*** Begin section ***

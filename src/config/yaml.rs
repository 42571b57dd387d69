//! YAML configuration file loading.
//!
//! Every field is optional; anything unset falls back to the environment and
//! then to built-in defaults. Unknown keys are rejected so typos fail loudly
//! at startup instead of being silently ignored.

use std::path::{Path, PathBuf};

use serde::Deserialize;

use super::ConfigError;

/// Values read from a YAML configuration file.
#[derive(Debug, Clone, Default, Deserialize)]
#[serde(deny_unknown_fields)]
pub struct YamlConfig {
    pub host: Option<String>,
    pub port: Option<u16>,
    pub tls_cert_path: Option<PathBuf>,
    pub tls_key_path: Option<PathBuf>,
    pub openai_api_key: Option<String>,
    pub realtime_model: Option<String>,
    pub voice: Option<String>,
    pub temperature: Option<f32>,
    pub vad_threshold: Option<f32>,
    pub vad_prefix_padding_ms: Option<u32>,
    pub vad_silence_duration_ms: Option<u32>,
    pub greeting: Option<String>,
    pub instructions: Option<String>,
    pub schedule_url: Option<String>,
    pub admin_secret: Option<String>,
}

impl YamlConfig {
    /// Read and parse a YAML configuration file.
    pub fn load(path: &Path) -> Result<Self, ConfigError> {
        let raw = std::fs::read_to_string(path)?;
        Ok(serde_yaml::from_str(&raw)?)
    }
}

*** End section ***
*** Begin section ***

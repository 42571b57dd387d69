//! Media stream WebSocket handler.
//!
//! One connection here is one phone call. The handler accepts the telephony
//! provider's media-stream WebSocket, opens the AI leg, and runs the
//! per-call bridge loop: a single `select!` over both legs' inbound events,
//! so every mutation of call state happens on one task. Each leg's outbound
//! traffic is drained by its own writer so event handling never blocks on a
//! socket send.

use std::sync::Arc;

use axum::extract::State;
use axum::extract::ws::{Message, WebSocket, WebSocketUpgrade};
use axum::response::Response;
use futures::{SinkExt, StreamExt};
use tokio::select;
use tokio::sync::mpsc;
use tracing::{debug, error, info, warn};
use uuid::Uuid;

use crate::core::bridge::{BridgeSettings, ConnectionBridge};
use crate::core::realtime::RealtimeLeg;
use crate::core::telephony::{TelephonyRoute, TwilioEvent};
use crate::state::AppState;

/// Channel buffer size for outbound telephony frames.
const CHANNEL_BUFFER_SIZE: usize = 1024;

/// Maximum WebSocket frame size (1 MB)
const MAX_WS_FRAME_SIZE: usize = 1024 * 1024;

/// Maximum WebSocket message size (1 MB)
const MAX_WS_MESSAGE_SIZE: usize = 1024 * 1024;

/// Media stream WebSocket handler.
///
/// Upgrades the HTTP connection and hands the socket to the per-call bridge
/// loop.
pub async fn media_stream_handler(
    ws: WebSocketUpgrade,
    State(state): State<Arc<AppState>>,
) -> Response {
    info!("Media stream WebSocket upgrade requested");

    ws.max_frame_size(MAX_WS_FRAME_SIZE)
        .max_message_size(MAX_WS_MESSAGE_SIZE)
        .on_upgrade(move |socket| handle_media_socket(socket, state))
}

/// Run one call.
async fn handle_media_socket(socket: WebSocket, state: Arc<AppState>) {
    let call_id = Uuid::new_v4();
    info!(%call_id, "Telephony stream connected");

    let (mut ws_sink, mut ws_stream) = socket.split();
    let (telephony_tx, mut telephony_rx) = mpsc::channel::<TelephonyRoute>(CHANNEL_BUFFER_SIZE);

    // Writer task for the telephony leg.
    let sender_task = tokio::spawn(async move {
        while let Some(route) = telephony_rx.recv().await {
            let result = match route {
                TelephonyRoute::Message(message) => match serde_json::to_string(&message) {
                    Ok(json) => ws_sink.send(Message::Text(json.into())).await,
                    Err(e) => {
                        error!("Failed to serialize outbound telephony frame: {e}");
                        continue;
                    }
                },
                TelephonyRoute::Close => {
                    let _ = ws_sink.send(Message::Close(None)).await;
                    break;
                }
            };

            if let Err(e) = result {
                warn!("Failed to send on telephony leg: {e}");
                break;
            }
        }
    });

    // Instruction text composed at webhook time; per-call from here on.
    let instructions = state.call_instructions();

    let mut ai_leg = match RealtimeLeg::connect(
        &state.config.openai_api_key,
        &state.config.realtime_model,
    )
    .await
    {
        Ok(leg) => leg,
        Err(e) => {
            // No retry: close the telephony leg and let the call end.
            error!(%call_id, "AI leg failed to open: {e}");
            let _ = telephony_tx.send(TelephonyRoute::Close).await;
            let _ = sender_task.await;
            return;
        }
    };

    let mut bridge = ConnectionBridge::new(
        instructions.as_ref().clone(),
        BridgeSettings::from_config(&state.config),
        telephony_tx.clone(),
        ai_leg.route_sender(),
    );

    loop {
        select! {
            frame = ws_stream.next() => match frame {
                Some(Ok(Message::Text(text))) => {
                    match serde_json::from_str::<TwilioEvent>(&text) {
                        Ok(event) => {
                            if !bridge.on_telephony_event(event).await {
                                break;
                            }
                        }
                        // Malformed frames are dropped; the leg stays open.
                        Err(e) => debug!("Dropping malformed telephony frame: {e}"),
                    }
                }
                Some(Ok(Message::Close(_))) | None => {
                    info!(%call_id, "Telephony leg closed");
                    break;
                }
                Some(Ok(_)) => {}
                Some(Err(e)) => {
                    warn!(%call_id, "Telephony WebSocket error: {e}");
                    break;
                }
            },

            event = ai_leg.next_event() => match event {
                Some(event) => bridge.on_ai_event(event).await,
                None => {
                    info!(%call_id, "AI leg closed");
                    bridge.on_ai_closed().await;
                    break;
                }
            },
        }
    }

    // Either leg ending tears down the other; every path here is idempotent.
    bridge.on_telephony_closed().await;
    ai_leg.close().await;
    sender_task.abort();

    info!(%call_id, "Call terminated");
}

*** End section ***

**TASK OBJECTIVE:**
Identify how many lines in the entries above include the string "axum", then state that number alone.

**RESULT OF THE EXERCISE:**
3